Sirtuin-1 (SIRT1) is a lysine deacetylase that has been implicated in aberrant gene silencing in cancer cells [4, 5]. In previous work the Pruitt group demonstrated that SIRT1 regulates CYP19A1 expression in breast cancer cells and that SIRT1, β-catenin and Dishevelled (DVL) coregulate Wnt signaling [6, 7]. Wnt pathway signaling is critical for development and tissue homeostasis but also becomes dysregulated in many different cancer types, including breast. DVL proteins are mediators of Wnt signaling that integrate cues from many Wnt ligands, receptors and co-receptors. The canonical role of DVL is in the cytoplasm where it promotes β-catenin stabilization. However, several recent studies have demonstrated that DVL can translocate to the nucleus, interact with c-Jun and β-catenin, and bind to the promoters of Wnt target genes [8].

This background knowledge led Castro-Piedras et al. to hypothesize that nuclear DVL regulates CYP19A1 expression in breast cancer cells. Using a panel of breast cancer cell lines that represent ER+ and ER- types they found that breast cancer cells express several different CYP19A1 transcripts, including ovary, adipose and placental transcripts [2]. Their study mainly focused on the less well-understood placental pI.1 transcript because it along with pII have been shown to corelate best with protein expression and therefore may have the most biologically relevant effect on tumor progression. They examined two isoforms of DVL, DVL-1 and DVL-3, which are localized to the nucleus to varying degrees in the breast cancer cell lines. Interestingly, they found that DVL-1 and DVL-3 occupy multiple active and inactive CYP19A1 promoters. Knockdown of DVL1 or DVL3 altered expression of different isoforms of CYP19A1 in both ER+ and ER- cell lines. Ultimately what is important for the biological effect of this transcriptional regulation is its effect on estrogen production. DVL3 knockdown trended to cause reduced levels of aromatase protein and significantly reduced estrogen levels and cellular proliferation. Altogether these results suggest that DVL isoforms differentially regulate expression of multiple tissue-specific CYP19A1 transcripts whose expression is dysregulated in breast cancers.
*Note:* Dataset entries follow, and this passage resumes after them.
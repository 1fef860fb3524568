//! Pure mapping from popup state to what should be on screen.

use crate::model::UserType;

use super::controller::Command;
use super::state::{PopupMode, PopupState};

/// Message body of the thank-you content.
#[derive(Debug, Clone, Copy, PartialEq, Eq)]
pub enum ThankYouMessage {
    /// The visitor dismissed the waitlist.
    NotInterested,
    /// A survey was accepted.
    FeedbackReceived,
    /// A registration was accepted.
    Joined(UserType),
}

impl ThankYouMessage {
    pub fn text(self) -> String {
        match self {
            Self::NotInterested => {
                "No problem if you are not interested. Thank you for giving your time!".into()
            }
            Self::FeedbackReceived => "Thank you for your valuable feedback! Your input helps \
                us improve our platform to better serve your legal needs."
                .into(),
            Self::Joined(user_type) => format!(
                "Thank you for joining our waiting list as a {user_type}! We'll be in touch soon."
            ),
        }
    }
}

/// One entry of the "Explore More" menu.
#[derive(Debug, Clone, Copy, PartialEq, Eq)]
pub enum MenuEntry {
    Feedback,
    Features,
}

impl MenuEntry {
    /// Entries in display order.
    pub const ALL: [Self; 2] = [Self::Feedback, Self::Features];

    pub fn label(self) -> &'static str {
        match self {
            Self::Feedback => "Suggestion & Feedback",
            Self::Features => "View Features",
        }
    }

    /// The command activating this entry issues.
    pub fn command(self) -> Command {
        match self {
            Self::Feedback => Command::OpenFeedback,
            Self::Features => Command::OpenFeatures,
        }
    }
}

/// Product features as `(title, description)` pairs.
pub const FEATURES: [(&str, &str); 4] = [
    (
        "Write Faster, Publish Smarter",
        "Create polished legal blogs in minutes with AI-powered tools.",
    ),
    (
        "Simplify Complex Law",
        "Turn dense legal topics into clear, authoritative articles effortlessly.",
    ),
    (
        "Listen on the Go",
        "Absorb expert insights and updates hands-free with audio summaries.",
    ),
    (
        "Monetize Your Expertise",
        "Build an audience and earn rewards by sharing your legal knowledge.",
    ),
];

/// Renderable popup content.
#[derive(Debug, Clone, Copy, PartialEq, Eq)]
pub enum ContentVariant {
    RegistrationForm(UserType),
    FeedbackSurvey,
    ThankYou(ThankYouMessage),
    FeatureList,
    ViewMoreMenu,
}

impl ContentVariant {
    /// Heading shown at the top of the popup.
    pub fn title(self) -> String {
        match self {
            Self::RegistrationForm(user_type) => format!("Join as {user_type}"),
            Self::FeedbackSurvey => "Help us improve your experience".into(),
            Self::ThankYou(_) => "Thank You!".into(),
            Self::FeatureList => "Our Features".into(),
            Self::ViewMoreMenu => "Explore More".into(),
        }
    }
}

/// Chooses the content for an open popup.
///
/// The thank-you text prefers the dismissal, then the survey, then the
/// registration.
pub fn select_content(
    mode: PopupMode,
    user_type: Option<UserType>,
    not_interested: bool,
    feedback_submitted: bool,
) -> ContentVariant {
    let user_type = user_type.unwrap_or_default();
    match mode {
        PopupMode::RegistrationForm => ContentVariant::RegistrationForm(user_type),
        PopupMode::Feedback => ContentVariant::FeedbackSurvey,
        PopupMode::Features => ContentVariant::FeatureList,
        PopupMode::ViewMore => ContentVariant::ViewMoreMenu,
        PopupMode::ThankYou if not_interested => {
            ContentVariant::ThankYou(ThankYouMessage::NotInterested)
        }
        PopupMode::ThankYou if feedback_submitted => {
            ContentVariant::ThankYou(ThankYouMessage::FeedbackReceived)
        }
        PopupMode::ThankYou => ContentVariant::ThankYou(ThankYouMessage::Joined(user_type)),
    }
}

/// Content for `state`, or `None` when the popup is closed.
pub fn content_for(state: &PopupState) -> Option<ContentVariant> {
    state.open().map(|open| {
        select_content(
            open.mode(),
            open.user_type(),
            open.not_interested(),
            open.feedback_submitted(),
        )
    })
}
#![cfg_attr(coverage_nightly, feature(coverage_attribute))]
//! Onboarding and feedback popup for the LawVriksh landing page.

pub mod api;
pub mod config;
pub mod logging;
pub mod model;
pub mod popup;
pub mod tui;
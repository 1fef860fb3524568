use crate::api::{SubmissionService, SubmitError};

use super::controller::{Command, Effect, PopupController};
use super::state::SubmissionId;

/// Carries out an [`Effect`] against `service`.
///
/// Returns the outcome to feed into [`PopupController::complete`], or
/// `None` if there was nothing to send.
pub async fn execute<S: SubmissionService>(
    service: &S,
    effect: Effect,
) -> Option<(SubmissionId, Result<(), SubmitError>)> {
    match effect {
        Effect::None => None,
        Effect::Register { id, request } => Some((id, service.register(&request).await)),
        Effect::SubmitFeedback { id, feedback } => {
            Some((id, service.submit_feedback(&feedback).await))
        }
    }
}

/// A controller paired with a service, running each command to completion.
///
/// Suited to hosts that do not interleave input with pending requests.
pub struct Popup<S> {
    controller: PopupController,
    service: S,
}

impl<S: SubmissionService> Popup<S> {
    pub fn new(service: S) -> Self {
        Self {
            controller: PopupController::new(),
            service,
        }
    }

    /// Applies `command` and awaits any submission it starts.
    pub async fn dispatch(&mut self, command: Command) {
        let effect = self.controller.handle(command);
        if let Some((id, result)) = execute(&self.service, effect).await {
            self.controller.complete(id, result);
        }
    }

    pub fn controller(&self) -> &PopupController {
        &self.controller
    }

    pub fn service(&self) -> &S {
        &self.service
    }
}
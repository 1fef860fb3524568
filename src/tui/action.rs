//! Actions returned by screen key handlers.

use crate::popup::Command;

/// What a screen handler asks the [`App`](super::App) to do.
#[derive(Debug, Clone, PartialEq, Eq)]
pub enum Action {
    /// No state change needed.
    None,
    /// Forward a command to the popup controller.
    Popup(Command),
    /// Quit the application.
    Quit,
}
use reqwest::Client;
use serde::{Deserialize, Serialize};
use tracing::{debug, info};
use url::Url;

use crate::config::Endpoints;
use crate::model::{FeedbackBuffer, RegistrationRequest};

use super::error::SubmitError;
use super::service::SubmissionService;

/// Generic failure text for registration responses without an `error` field.
const REGISTER_FAILED: &str = "Failed to submit registration";
/// Generic failure text for feedback; feedback bodies are never inspected.
const FEEDBACK_FAILED: &str = "Failed to submit feedback";

/// Shape of the backend's error responses.
#[derive(Debug, Deserialize)]
struct ErrorBody {
    error: Option<String>,
}

/// How a non-2xx body is turned into a message.
#[derive(Debug, Clone, Copy, PartialEq, Eq)]
enum ErrorExtraction {
    /// Use the body's `error` string when present.
    FromBody,
    /// Always use the generic message.
    Generic,
}

/// [`SubmissionService`] backed by `reqwest`.
///
/// Requests carry a JSON body and no timeout; a hung backend keeps the
/// future pending.
#[derive(Debug, Clone)]
pub struct HttpSubmissionService {
    client: Client,
    endpoints: Endpoints,
}

impl HttpSubmissionService {
    /// Creates a service posting to `endpoints`.
    pub fn new(endpoints: Endpoints) -> Self {
        Self {
            client: Client::new(),
            endpoints,
        }
    }

    /// Returns the resolved endpoint URLs.
    pub fn endpoints(&self) -> &Endpoints {
        &self.endpoints
    }

    /// Probes `GET /api/health`.
    pub async fn health(&self) -> Result<(), SubmitError> {
        let url = self.endpoints.health.clone();
        debug!(%url, "checking backend health");
        let response = self
            .client
            .get(url)
            .send()
            .await
            .map_err(|e| SubmitError::Network(e.to_string()))?;
        let status = response.status();
        if status.is_success() {
            Ok(())
        } else {
            Err(SubmitError::Http {
                status: status.as_u16(),
                message: format!("health check failed ({status})"),
            })
        }
    }

    async fn post<T: Serialize + ?Sized>(
        &self,
        url: Url,
        body: &T,
        extraction: ErrorExtraction,
        generic: &str,
    ) -> Result<(), SubmitError> {
        debug!(%url, "posting form");
        let response = self
            .client
            .post(url.clone())
            .json(body)
            .send()
            .await
            .map_err(|e| SubmitError::Network(e.to_string()))?;

        let status = response.status();
        if status.is_success() {
            info!(%url, status = status.as_u16(), "submission accepted");
            return Ok(());
        }

        let message = match extraction {
            ErrorExtraction::Generic => generic.to_string(),
            ErrorExtraction::FromBody => match response.text().await {
                Ok(text) => error_message(&text, generic),
                Err(_) => generic.to_string(),
            },
        };
        Err(SubmitError::Http {
            status: status.as_u16(),
            message,
        })
    }
}

impl SubmissionService for HttpSubmissionService {
    async fn register(&self, request: &RegistrationRequest) -> Result<(), SubmitError> {
        self.post(
            self.endpoints.register.clone(),
            request,
            ErrorExtraction::FromBody,
            REGISTER_FAILED,
        )
        .await
    }

    async fn submit_feedback(&self, feedback: &FeedbackBuffer) -> Result<(), SubmitError> {
        self.post(
            self.endpoints.feedback.clone(),
            feedback,
            ErrorExtraction::Generic,
            FEEDBACK_FAILED,
        )
        .await
    }
}

/// Extracts `{"error": "..."}` from a failure body, falling back to `generic`.
fn error_message(body: &str, generic: &str) -> String {
    serde_json::from_str::<ErrorBody>(body)
        .ok()
        .and_then(|b| b.error)
        .filter(|e| !e.is_empty())
        .unwrap_or_else(|| generic.to_string())
}

#[cfg(test)]
mod tests {
    use tokio::io::{AsyncReadExt, AsyncWriteExt};
    use tokio::net::TcpListener;
    use tokio::task::JoinHandle;

    use super::*;
    use crate::config::Config;
    use crate::model::{RegistrationBuffer, RegistrationField, UserType};

    mod error_message {
        use super::*;

        #[test]
        fn uses_error_field() {
            assert_eq!(
                error_message(r#"{"error":"Email already registered"}"#, "generic"),
                "Email already registered"
            );
        }

        #[test]
        fn missing_field_falls_back() {
            assert_eq!(error_message(r#"{"message":"nope"}"#, "generic"), "generic");
        }

        #[test]
        fn null_field_falls_back() {
            assert_eq!(error_message(r#"{"error":null}"#, "generic"), "generic");
        }

        #[test]
        fn empty_field_falls_back() {
            assert_eq!(error_message(r#"{"error":""}"#, "generic"), "generic");
        }

        #[test]
        fn non_json_falls_back() {
            assert_eq!(error_message("<html>502</html>", "generic"), "generic");
        }
    }

    /// Serves exactly one request with a canned response, returning the raw request.
    async fn serve_once(status_line: &'static str, body: &'static str) -> (Url, JoinHandle<String>) {
        let listener = TcpListener::bind("127.0.0.1:0").await.unwrap();
        let addr = listener.local_addr().unwrap();
        let handle = tokio::spawn(async move {
            let (mut socket, _) = listener.accept().await.unwrap();
            let request = read_request(&mut socket).await;
            let response = format!(
                "HTTP/1.1 {status_line}\r\ncontent-type: application/json\r\ncontent-length: {}\r\nconnection: close\r\n\r\n{body}",
                body.len()
            );
            socket.write_all(response.as_bytes()).await.unwrap();
            socket.shutdown().await.unwrap();
            request
        });
        (Url::parse(&format!("http://{addr}")).unwrap(), handle)
    }

    async fn read_request(socket: &mut tokio::net::TcpStream) -> String {
        let mut data = Vec::new();
        let mut chunk = [0_u8; 1024];
        loop {
            let n = socket.read(&mut chunk).await.unwrap();
            if n == 0 {
                break;
            }
            data.extend_from_slice(&chunk[..n]);
            let text = String::from_utf8_lossy(&data);
            if let Some(split) = text.find("\r\n\r\n") {
                let length = text[..split]
                    .lines()
                    .find_map(|l| {
                        let (name, value) = l.split_once(':')?;
                        name.eq_ignore_ascii_case("content-length")
                            .then(|| value.trim().parse::<usize>().ok())
                            .flatten()
                    })
                    .unwrap_or(0);
                if data.len() >= split + 4 + length {
                    break;
                }
            }
        }
        String::from_utf8(data).unwrap()
    }

    fn service_for(base: &Url) -> HttpSubmissionService {
        let config = Config {
            api_url: Some(base.to_string()),
            ..Config::default()
        };
        HttpSubmissionService::new(config.endpoints().unwrap())
    }

    fn request() -> RegistrationRequest {
        let mut buffer = RegistrationBuffer::default();
        buffer.set(RegistrationField::Name, "A");
        buffer.set(RegistrationField::Email, "a@b.com");
        buffer.set(RegistrationField::Phone, "123");
        RegistrationRequest::new(&buffer, UserType::Creator)
    }

    #[tokio::test]
    async fn register_posts_json_and_accepts_2xx() {
        let (base, server) = serve_once("201 Created", r#"{"message":"ok"}"#).await;
        let service = service_for(&base);

        assert_eq!(service.register(&request()).await, Ok(()));

        let raw = server.await.unwrap();
        assert!(raw.starts_with("POST /api/register HTTP/1.1"), "{raw}");
        assert!(raw.to_ascii_lowercase().contains("content-type: application/json"));
        assert!(raw.contains(r#""userType":"Creator""#), "{raw}");
    }

    #[tokio::test]
    async fn register_surfaces_body_error() {
        let (base, server) =
            serve_once("400 Bad Request", r#"{"error":"Email already registered"}"#).await;
        let service = service_for(&base);

        assert_eq!(
            service.register(&request()).await,
            Err(SubmitError::Http {
                status: 400,
                message: "Email already registered".into(),
            })
        );
        server.await.unwrap();
    }

    #[tokio::test]
    async fn feedback_ignores_body_error() {
        let (base, server) =
            serve_once("400 Bad Request", r#"{"error":"Validation failed"}"#).await;
        let service = service_for(&base);

        assert_eq!(
            service.submit_feedback(&FeedbackBuffer::default()).await,
            Err(SubmitError::Http {
                status: 400,
                message: FEEDBACK_FAILED.into(),
            })
        );
        let raw = server.await.unwrap();
        assert!(raw.starts_with("POST /api/feedback HTTP/1.1"), "{raw}");
    }

    #[tokio::test]
    async fn unreachable_backend_is_network_error() {
        let listener = TcpListener::bind("127.0.0.1:0").await.unwrap();
        let addr = listener.local_addr().unwrap();
        drop(listener);
        let service = service_for(&Url::parse(&format!("http://{addr}")).unwrap());

        let result = service.register(&request()).await;
        assert!(matches!(result, Err(SubmitError::Network(_))), "{result:?}");
    }

    #[tokio::test]
    async fn health_checks_status() {
        let (base, server) = serve_once("200 OK", r#"{"status":"healthy"}"#).await;
        let service = service_for(&base);
        assert_eq!(service.health().await, Ok(()));
        let raw = server.await.unwrap();
        assert!(raw.starts_with("GET /api/health HTTP/1.1"), "{raw}");
    }
}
As a steroid hormone estrogen controls many normal aspects of human health such as glucose and lipid homeostasis, bone metabolism and brain function. Depletion of estrogen can lead to digestive issues, osteoporosis and cognitive problems. While aromatase inhibitors have been used successfully to treat breast cancer in postmenopausal women, they reduce aromatase activity in all tissues throughout the body causing side effects related to estrogen deficiency, including bone fracture, osteoporosis, and abnormal lipid metabolism [9]. Thus, understanding how tissue specific isoforms of CYP19A1 expression are regulated in normal cells and dysregulated in cancer cells is instrumental in refining treatment strategies to reduce unwanted side effects. The findings from this study provide the first evidence that DVL proteins participate in the regulation of transcription of tissue-specific aromatase transcripts [2]. Additional work is needed to further elucidate how signaling pathways altered in tumors can be targeted to reduce expression of CYP19A1 specifically in the tumor and its microenvironment while preserving expression in normal tissues.